Brind is the second expert to accuse abortion enthusiasts of conducting “shoddy research.” His paper represents an update to a 1996 review and meta-analysis of the research in which 18 out of 23 studies reported risk increases for women with abortion histories.
Other research in the journal Lancet in 2004 — also used to deny the cancer link — was severely criticized by four experts (independently of one another). Even the Lancet authors (and most authors of the 10 prospective studies) concede one of two breast cancer risks (the secondary risk), despite their denials of a link.
Scientists don't debate the secondary risk of abortion — the longer a woman delays a first birth, the greater her breast cancer risk is. But scientists debate whether abortion is independently linked to breast cancer — whether it leaves women with more cancer-susceptible breast tissue. Most recent research excludes the effect of the secondary risk because it's already considered a “given.”

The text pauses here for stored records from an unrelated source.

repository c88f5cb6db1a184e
//! Source provider abstraction for filesystem-independent processing.
//!
//! Both passes read their input through [`SourceProvider`], so the pipeline
//! can run against the real filesystem ([`FileSystemProvider`]) or a map of
//! in-memory files ([`InMemoryProvider`]) in tests.

use std::collections::HashMap;
use std::path::{Component, Path, PathBuf};

pub trait SourceProvider {
    /// Read the full text of `path`.
    fn read_source(&self, path: &Path) -> Result<String, std::io::Error>;

    /// Resolve the `FILE=` value of an `&INCL` record against the directory
    /// of the including file.
    fn resolve_include(&self, base: &Path, include: &str) -> PathBuf;
}

/// Default provider backed by `std::fs`.
pub struct FileSystemProvider;

impl SourceProvider for FileSystemProvider {
    fn read_source(&self, path: &Path) -> Result<String, std::io::Error> {
        std::fs::read_to_string(path)
    }

    fn resolve_include(&self, base: &Path, include: &str) -> PathBuf {
        base.join(include)
    }
}

/// In-memory provider mapping normalized paths to file contents.
pub struct InMemoryProvider {
    files: HashMap<PathBuf, String>,
}

impl InMemoryProvider {
    pub fn new(files: HashMap<PathBuf, String>) -> Self {
        Self { files }
    }

    /// Convenience constructor from `(path, text)` pairs.
    pub fn from_pairs<'a>(pairs: impl IntoIterator<Item = (&'a str, &'a str)>) -> Self {
        Self::new(
            pairs
                .into_iter()
                .map(|(p, s)| (Self::normalize_path(Path::new(p)), s.to_string()))
                .collect(),
        )
    }

    /// Resolve `.` and `..` without touching the filesystem.
    fn normalize_path(path: &Path) -> PathBuf {
        let mut components = Vec::new();
        for component in path.components() {
            match component {
                Component::CurDir => {}
                Component::ParentDir => {
                    components.pop();
                }
                other => components.push(other),
            }
        }
        components.iter().collect()
    }
}

impl SourceProvider for InMemoryProvider {
    fn read_source(&self, path: &Path) -> Result<String, std::io::Error> {
        let normalized = Self::normalize_path(path);
        self.files.get(&normalized).cloned().ok_or_else(|| {
            std::io::Error::new(
                std::io::ErrorKind::NotFound,
                format!("file not found in memory: {}", normalized.display()),
            )
        })
    }

    fn resolve_include(&self, base: &Path, include: &str) -> PathBuf {
        Self::normalize_path(&base.join(include))
    }
}

#[cfg(test)]
mod tests {
    use super::*;

    #[test]
    fn normalize_path_resolves_dot_and_dotdot() {
        let normalized = InMemoryProvider::normalize_path(Path::new("/a/b/../c/./d"));
        assert_eq!(normalized, PathBuf::from("/a/c/d"));
    }

    #[test]
    fn in_memory_read_source_found() {
        let provider = InMemoryProvider::from_pairs([("/case/room.fds", "&HEAD CHID='room' /")]);
        let content = provider.read_source(Path::new("/case/./room.fds")).unwrap();
        assert_eq!(content, "&HEAD CHID='room' /");
    }

    #[test]
    fn in_memory_read_source_not_found() {
        let provider = InMemoryProvider::new(HashMap::new());
        let err = provider.read_source(Path::new("/missing.fds")).unwrap_err();
        assert_eq!(err.kind(), std::io::ErrorKind::NotFound);
    }

    #[test]
    fn include_resolves_against_including_directory() {
        let provider = InMemoryProvider::new(HashMap::new());
        let resolved = provider.resolve_include(Path::new("/case/parts"), "../lib/desk.fds");
        assert_eq!(resolved, PathBuf::from("/case/lib/desk.fds"));
    }
}
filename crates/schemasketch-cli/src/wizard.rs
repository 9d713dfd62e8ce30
use anyhow::{Context, Result};
use dialoguer::{theme::ColorfulTheme, Input, MultiSelect};
use std::fs;
use std::path::Path;

use schemasketch_core::{BusinessProfile, ContactMessage};

use crate::client::ApiClient;

/// Run the five-step design wizard and write the generated design to disk.
pub async fn run_design(client: &ApiClient, out_dir: &Path) -> Result<()> {
    println!("╔═══════════════════════════════════════════════════╗");
    println!("║   SchemaSketch Design Wizard                      ║");
    println!("║   Describe your business, get a database design   ║");
    println!("╚═══════════════════════════════════════════════════╝\n");

    let theme = ColorfulTheme::default();

    // Step 1: business name
    let name: String = Input::with_theme(&theme)
        .with_prompt("What's the name of your business?")
        .interact_text()?;

    // Step 2: business type, then fetch suggestions for the next steps
    let business_type: String = Input::with_theme(&theme)
        .with_prompt("What type of business are you running?")
        .interact_text()?;

    println!("\nFetching suggestions for a {business_type} business...");
    let suggestions = client.entity_suggestions(&business_type).await?;

    // Steps 3-5: one category per step, suggested items plus custom entries
    let people = pick_category(&theme, "people (key roles)", suggestions.people)?;
    let resources = pick_category(&theme, "resources (main assets)", suggestions.resources)?;
    let activities = pick_category(&theme, "activities (core processes)", suggestions.activities)?;

    let profile = BusinessProfile {
        name,
        business_type,
        people,
        resources,
        activities,
        summary: None,
    };

    println!("\nGenerating your database design (this can take a minute)...");
    let schema = client.generate_schema(&profile).await?;

    fs::create_dir_all(out_dir)
        .with_context(|| format!("Failed to create {}", out_dir.display()))?;
    let sql_path = out_dir.join("schema.sql");
    let mmd_path = out_dir.join("diagram.mmd");
    fs::write(&sql_path, &schema.sql_code)
        .with_context(|| format!("Failed to write {}", sql_path.display()))?;
    fs::write(&mmd_path, &schema.mermaid_code)
        .with_context(|| format!("Failed to write {}", mmd_path.display()))?;

    println!("\n✅ Design written:");
    println!("   {}", sql_path.display());
    println!("   {}", mmd_path.display());
    println!("\nMermaid diagram source:\n");
    println!("{}", schema.mermaid_code);

    Ok(())
}

/// Submit a contact message through the API.
pub async fn run_contact(client: &ApiClient) -> Result<()> {
    let theme = ColorfulTheme::default();

    let name: String = Input::with_theme(&theme)
        .with_prompt("Your name")
        .interact_text()?;
    let email: String = Input::with_theme(&theme)
        .with_prompt("Your email")
        .validate_with(|input: &String| {
            if input.contains('@') {
                Ok(())
            } else {
                Err("enter a valid email address")
            }
        })
        .interact_text()?;
    let message: String = Input::with_theme(&theme)
        .with_prompt("Your message")
        .interact_text()?;

    client
        .submit_contact(&ContactMessage {
            name,
            email,
            message,
        })
        .await?;

    println!("\n✅ Your message has been sent successfully!");
    Ok(())
}

fn pick_category(
    theme: &ColorfulTheme,
    label: &str,
    suggested: Vec<String>,
) -> Result<Vec<String>> {
    println!();
    let mut chosen: Vec<String> = if suggested.is_empty() {
        Vec::new()
    } else {
        let picks = MultiSelect::with_theme(theme)
            .with_prompt(format!(
                "Select the {label} for your business (space to toggle)"
            ))
            .items(&suggested)
            .interact()?;
        picks.into_iter().map(|i| suggested[i].clone()).collect()
    };

    loop {
        let custom: String = Input::with_theme(theme)
            .with_prompt(format!("Add a custom entry for {label} (empty to continue)"))
            .allow_empty(true)
            .interact_text()?;
        let custom = custom.trim();
        if custom.is_empty() {
            break;
        }
        if push_unique(&mut chosen, custom) {
            println!("Added \"{custom}\"");
        } else {
            println!("\"{custom}\" is already selected");
        }
    }

    Ok(chosen)
}

/// Append `candidate` unless an identical entry is already present.
fn push_unique(items: &mut Vec<String>, candidate: &str) -> bool {
    if items.iter().any(|existing| existing == candidate) {
        return false;
    }
    items.push(candidate.to_string());
    true
}

#[cfg(test)]
mod tests {
    use super::*;

    #[test]
    fn push_unique_deduplicates() {
        let mut items = vec!["customer".to_string()];
        assert!(push_unique(&mut items, "clerk"));
        assert!(!push_unique(&mut items, "customer"));
        assert_eq!(items, vec!["customer", "clerk"]);
    }
}
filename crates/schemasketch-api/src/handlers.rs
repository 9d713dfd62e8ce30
use axum::{
    extract::{Query, State},
    Json,
};
use serde::{Deserialize, Serialize};

use schemasketch_core::{BusinessProfile, ContactMessage, EntitySuggestions, GeneratedSchema};

use crate::{ApiError, ApiResult, AppState};

#[derive(Serialize)]
pub struct HealthResponse {
    pub status: String,
    pub version: String,
}

#[derive(Serialize)]
pub struct ContactResponse {
    pub email: String,
    pub message: String,
}

#[derive(Deserialize)]
pub struct SuggestionQuery {
    pub business_type: String,
}

pub async fn health() -> Json<HealthResponse> {
    Json(HealthResponse {
        status: "healthy".to_string(),
        version: option_env!("CARGO_PKG_VERSION")
            .unwrap_or("0.1.0")
            .to_string(),
    })
}

pub async fn submit_contact(
    State(state): State<AppState>,
    Json(message): Json<ContactMessage>,
) -> ApiResult<Json<ContactResponse>> {
    message.validate().map_err(ApiError::Sketch)?;

    state.mailer.send_contact(&message).await?;

    Ok(Json(ContactResponse {
        email: message.email,
        message: "Email sent successfully".to_string(),
    }))
}

pub async fn entity_suggestions(
    State(state): State<AppState>,
    Query(params): Query<SuggestionQuery>,
) -> ApiResult<Json<EntitySuggestions>> {
    if params.business_type.trim().is_empty() {
        return Err(ApiError::BadRequest("business_type is required".into()));
    }

    let suggestions = state
        .synthesizer
        .suggest_entities(params.business_type.trim())
        .await?;

    Ok(Json(suggestions))
}

pub async fn generate_schema(
    State(state): State<AppState>,
    Json(profile): Json<BusinessProfile>,
) -> ApiResult<Json<GeneratedSchema>> {
    profile.validate().map_err(ApiError::Sketch)?;

    let schema = state.synthesizer.generate_schema(&profile).await?;

    Ok(Json(schema))
}
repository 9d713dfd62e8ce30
pub mod error;
pub mod handlers;
pub mod routes;
pub mod server;
pub mod state;

pub use error::*;
pub use routes::*;
pub use server::*;
pub use state::*;
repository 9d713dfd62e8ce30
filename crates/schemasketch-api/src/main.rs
use schemasketch_api::Server;
use schemasketch_core::{SketchConfig, SketchError};
use std::net::SocketAddr;
use tracing_subscriber::{layer::SubscriberExt, util::SubscriberInitExt};

#[tokio::main]
async fn main() -> schemasketch_core::Result<()> {
    tracing_subscriber::registry()
        .with(
            tracing_subscriber::EnvFilter::try_from_default_env()
                .unwrap_or_else(|_| "schemasketch_api=debug,tower_http=debug".into()),
        )
        .with(tracing_subscriber::fmt::layer())
        .init();

    let config = SketchConfig::load()?;
    let host = config
        .server
        .host
        .parse()
        .map_err(|e| SketchError::Config(format!("invalid server.host: {e}")))?;
    let addr = SocketAddr::new(host, config.server.port);

    let server = Server::new(addr, &config)?;
    server.run().await
}
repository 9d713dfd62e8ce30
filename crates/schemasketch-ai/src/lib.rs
pub mod llm_provider;
pub mod openai_provider;
pub mod prompt;
pub mod synthesizer;
pub mod validator;

pub use llm_provider::*;
pub use openai_provider::*;
pub use synthesizer::*;
pub use validator::{validate_reply, ValidationFailure};
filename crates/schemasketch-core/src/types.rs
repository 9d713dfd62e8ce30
use serde::{Deserialize, Serialize};

use crate::{Result, SketchError};

/// A contact-form submission. Forwarded to the mail provider, never stored.
#[derive(Debug, Clone, Serialize, Deserialize)]
pub struct ContactMessage {
    pub name: String,
    pub email: String,
    pub message: String,
}

impl ContactMessage {
    pub fn validate(&self) -> Result<()> {
        if self.name.trim().is_empty() {
            return Err(SketchError::InvalidInput("name is required".into()));
        }
        if self.email.trim().is_empty() {
            return Err(SketchError::InvalidInput("email is required".into()));
        }
        if !self.email.contains('@') {
            return Err(SketchError::InvalidInput(
                "email must be a valid address".into(),
            ));
        }
        if self.message.trim().is_empty() {
            return Err(SketchError::InvalidInput("message is required".into()));
        }
        Ok(())
    }
}

/// The business description assembled across the wizard steps and sent once
/// to the generation endpoint.
#[derive(Debug, Clone, Serialize, Deserialize)]
#[serde(rename_all = "camelCase")]
pub struct BusinessProfile {
    pub name: String,
    pub business_type: String,
    #[serde(default)]
    pub people: Vec<String>,
    #[serde(default)]
    pub resources: Vec<String>,
    #[serde(default)]
    pub activities: Vec<String>,
    #[serde(default, skip_serializing_if = "Option::is_none")]
    pub summary: Option<String>,
}

impl BusinessProfile {
    pub fn validate(&self) -> Result<()> {
        if self.name.trim().is_empty() {
            return Err(SketchError::InvalidInput("business name is required".into()));
        }
        if self.business_type.trim().is_empty() {
            return Err(SketchError::InvalidInput("business type is required".into()));
        }
        if self.people.is_empty() && self.resources.is_empty() && self.activities.is_empty() {
            return Err(SketchError::InvalidInput(
                "select at least one person, resource or activity".into(),
            ));
        }
        Ok(())
    }
}

/// Suggested entities for a business type, one list per wizard category.
#[derive(Debug, Clone, Serialize, Deserialize)]
pub struct EntitySuggestions {
    pub people: Vec<String>,
    pub resources: Vec<String>,
    pub activities: Vec<String>,
}

/// The synthesized design: SQL DDL plus Mermaid erDiagram source.
/// Returned to the caller and never persisted server-side.
#[derive(Debug, Clone, PartialEq, Serialize, Deserialize)]
#[serde(rename_all = "camelCase")]
pub struct GeneratedSchema {
    pub sql_code: String,
    pub mermaid_code: String,
}
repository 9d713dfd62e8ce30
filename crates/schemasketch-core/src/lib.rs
pub mod config;
pub mod error;
pub mod types;

pub use config::*;
pub use error::*;
pub use types::*;
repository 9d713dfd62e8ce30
use async_trait::async_trait;
use reqwest::Client;
use serde::{Deserialize, Serialize};
use std::time::Duration;

use schemasketch_core::{OpenAiSettings, Result, SketchError};

use crate::llm_provider::{GenerationConfig, LlmProvider, LlmResponse, Message};

const OPENAI_API_BASE: &str = "https://api.openai.com/v1";
const DEFAULT_MODEL: &str = "gpt-4o-mini";

/// Configuration for the OpenAI provider
#[derive(Debug, Clone, Serialize, Deserialize)]
pub struct OpenAiConfig {
    /// API key for OpenAI
    pub api_key: String,
    /// Base URL for API (default: https://api.openai.com/v1)
    pub base_url: String,
    /// Model to use (e.g., "gpt-4o-mini")
    pub model: String,
    /// Request timeout in seconds
    pub timeout_secs: u64,
    /// Maximum retries for failed requests
    pub max_retries: u32,
}

impl Default for OpenAiConfig {
    fn default() -> Self {
        Self {
            api_key: std::env::var("OPENAI_API_KEY").unwrap_or_default(),
            base_url: OPENAI_API_BASE.to_string(),
            model: DEFAULT_MODEL.to_string(),
            timeout_secs: 120,
            max_retries: 3,
        }
    }
}

impl From<&OpenAiSettings> for OpenAiConfig {
    fn from(settings: &OpenAiSettings) -> Self {
        Self {
            api_key: settings.api_key.clone(),
            base_url: settings.base_url.clone(),
            model: settings.model.clone(),
            timeout_secs: settings.timeout_secs,
            max_retries: settings.max_retries,
        }
    }
}

/// OpenAI LLM provider using the Chat Completions API
pub struct OpenAiProvider {
    config: OpenAiConfig,
    client: Client,
}

impl OpenAiProvider {
    /// Create a new OpenAI provider
    pub fn new(config: OpenAiConfig) -> Result<Self> {
        if config.api_key.is_empty() {
            return Err(SketchError::Config(
                "OpenAI API key is required. Set OPENAI_API_KEY environment variable.".into(),
            ));
        }

        let client = Client::builder()
            .timeout(Duration::from_secs(config.timeout_secs))
            .build()
            .map_err(|e| SketchError::Http(format!("Failed to create HTTP client: {e}")))?;

        Ok(Self { config, client })
    }

    /// Send a request to the OpenAI API with transport-level retry
    async fn send_request(
        &self,
        messages: &[Message],
        config: &GenerationConfig,
    ) -> Result<ChatCompletionResponse> {
        let mut last_error = None;

        for attempt in 0..=self.config.max_retries {
            if attempt > 0 {
                // Exponential backoff: 1s, 2s, 4s
                let delay = Duration::from_secs(2u64.pow(attempt - 1));
                tokio::time::sleep(delay).await;
            }

            match self.try_request(messages, config).await {
                Ok(response) => return Ok(response),
                Err(e) => {
                    last_error = Some(e);
                    if attempt < self.config.max_retries {
                        tracing::warn!(
                            "OpenAI request failed (attempt {}/{}), retrying...",
                            attempt + 1,
                            self.config.max_retries + 1
                        );
                    }
                }
            }
        }

        Err(last_error
            .unwrap_or_else(|| SketchError::Provider("All retry attempts failed".into())))
    }

    /// Try a single request to the Chat Completions API
    async fn try_request(
        &self,
        messages: &[Message],
        config: &GenerationConfig,
    ) -> Result<ChatCompletionResponse> {
        let request = ChatCompletionRequest {
            model: self.config.model.clone(),
            messages: messages
                .iter()
                .map(|m| ChatMessage {
                    role: m.role.to_string(),
                    content: m.content.clone(),
                })
                .collect(),
            temperature: Some(config.temperature),
            max_tokens: config.max_tokens,
            top_p: config.top_p,
            stop: config.stop.clone(),
        };

        let response = self
            .client
            .post(format!("{}/chat/completions", self.config.base_url))
            .header("Authorization", format!("Bearer {}", self.config.api_key))
            .header("Content-Type", "application/json")
            .json(&request)
            .send()
            .await
            .map_err(|e| SketchError::Http(format!("Failed to send request to OpenAI: {e}")))?;

        let status = response.status();

        if !status.is_success() {
            let error_text = response
                .text()
                .await
                .unwrap_or_else(|_| "Unknown error".to_string());

            return Err(SketchError::Provider(format!(
                "OpenAI API error ({status}): {error_text}"
            )));
        }

        let response_text = response
            .text()
            .await
            .map_err(|e| SketchError::Http(format!("Failed to read OpenAI response body: {e}")))?;

        tracing::debug!(
            model = %self.config.model,
            response = %response_text,
            "Raw OpenAI response"
        );

        serde_json::from_str(&response_text).map_err(|e| {
            SketchError::Provider(format!(
                "Failed to parse OpenAI response: {e}. Raw response: {response_text}"
            ))
        })
    }
}

#[async_trait]
impl LlmProvider for OpenAiProvider {
    async fn generate(
        &self,
        messages: &[Message],
        config: &GenerationConfig,
    ) -> Result<LlmResponse> {
        let response = self.send_request(messages, config).await?;

        let choice = response
            .choices
            .into_iter()
            .next()
            .ok_or_else(|| SketchError::Provider("OpenAI returned no choices".into()))?;

        Ok(LlmResponse {
            content: choice.message.content,
            total_tokens: response.usage.as_ref().map(|u| u.total_tokens),
            prompt_tokens: response.usage.as_ref().map(|u| u.prompt_tokens),
            completion_tokens: response.usage.as_ref().map(|u| u.completion_tokens),
            finish_reason: choice.finish_reason,
            model: self.config.model.clone(),
        })
    }

    fn provider_name(&self) -> &str {
        "openai"
    }

    fn model_name(&self) -> &str {
        &self.config.model
    }
}

// Chat Completions API request/response types

#[derive(Debug, Serialize)]
struct ChatCompletionRequest {
    model: String,
    messages: Vec<ChatMessage>,
    #[serde(skip_serializing_if = "Option::is_none")]
    temperature: Option<f32>,
    #[serde(skip_serializing_if = "Option::is_none")]
    max_tokens: Option<u32>,
    #[serde(skip_serializing_if = "Option::is_none")]
    top_p: Option<f32>,
    #[serde(skip_serializing_if = "Option::is_none")]
    stop: Option<Vec<String>>,
}

#[derive(Debug, Serialize, Deserialize)]
struct ChatMessage {
    role: String,
    content: String,
}

#[derive(Debug, Deserialize)]
#[allow(dead_code)]
struct ChatCompletionResponse {
    #[serde(default)]
    id: Option<String>,
    choices: Vec<ChatChoice>,
    #[serde(default)]
    usage: Option<ChatUsage>,
}

#[derive(Debug, Deserialize)]
struct ChatChoice {
    message: ChatMessage,
    #[serde(default)]
    finish_reason: Option<String>,
}

#[derive(Debug, Deserialize)]
struct ChatUsage {
    prompt_tokens: u32,
    completion_tokens: u32,
    total_tokens: u32,
}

The secondary risk by itself imposes a common law obligation on doctors to inform pregnant women that their risks are greater if they abort than if they have a baby. Two US teenagers successfully sued their abortionists for failing to disclose the risks of breast cancer and emotional harm.
“The NCI was wrong about the tobacco-cancer link in 1954, and it's wrong again today. Scientists are behaving much as they did when tobacco executives corrupted cancer research,” declared Karen Malec, president of the Coalition on Abortion/Breast Cancer. “They don't care if 270,000 breast cancer cases are expected this year. Post-abortive women are losing an opportunity to adopt risk-reduction strategies. Why do these scientists hate women?”
“The abortion industry and medical establishment withholds this information in an attempt to prevent massive lawsuits from being filed,” asserted Andrew Schlafly, General Counsel for the Association of American Physicians and Surgeons.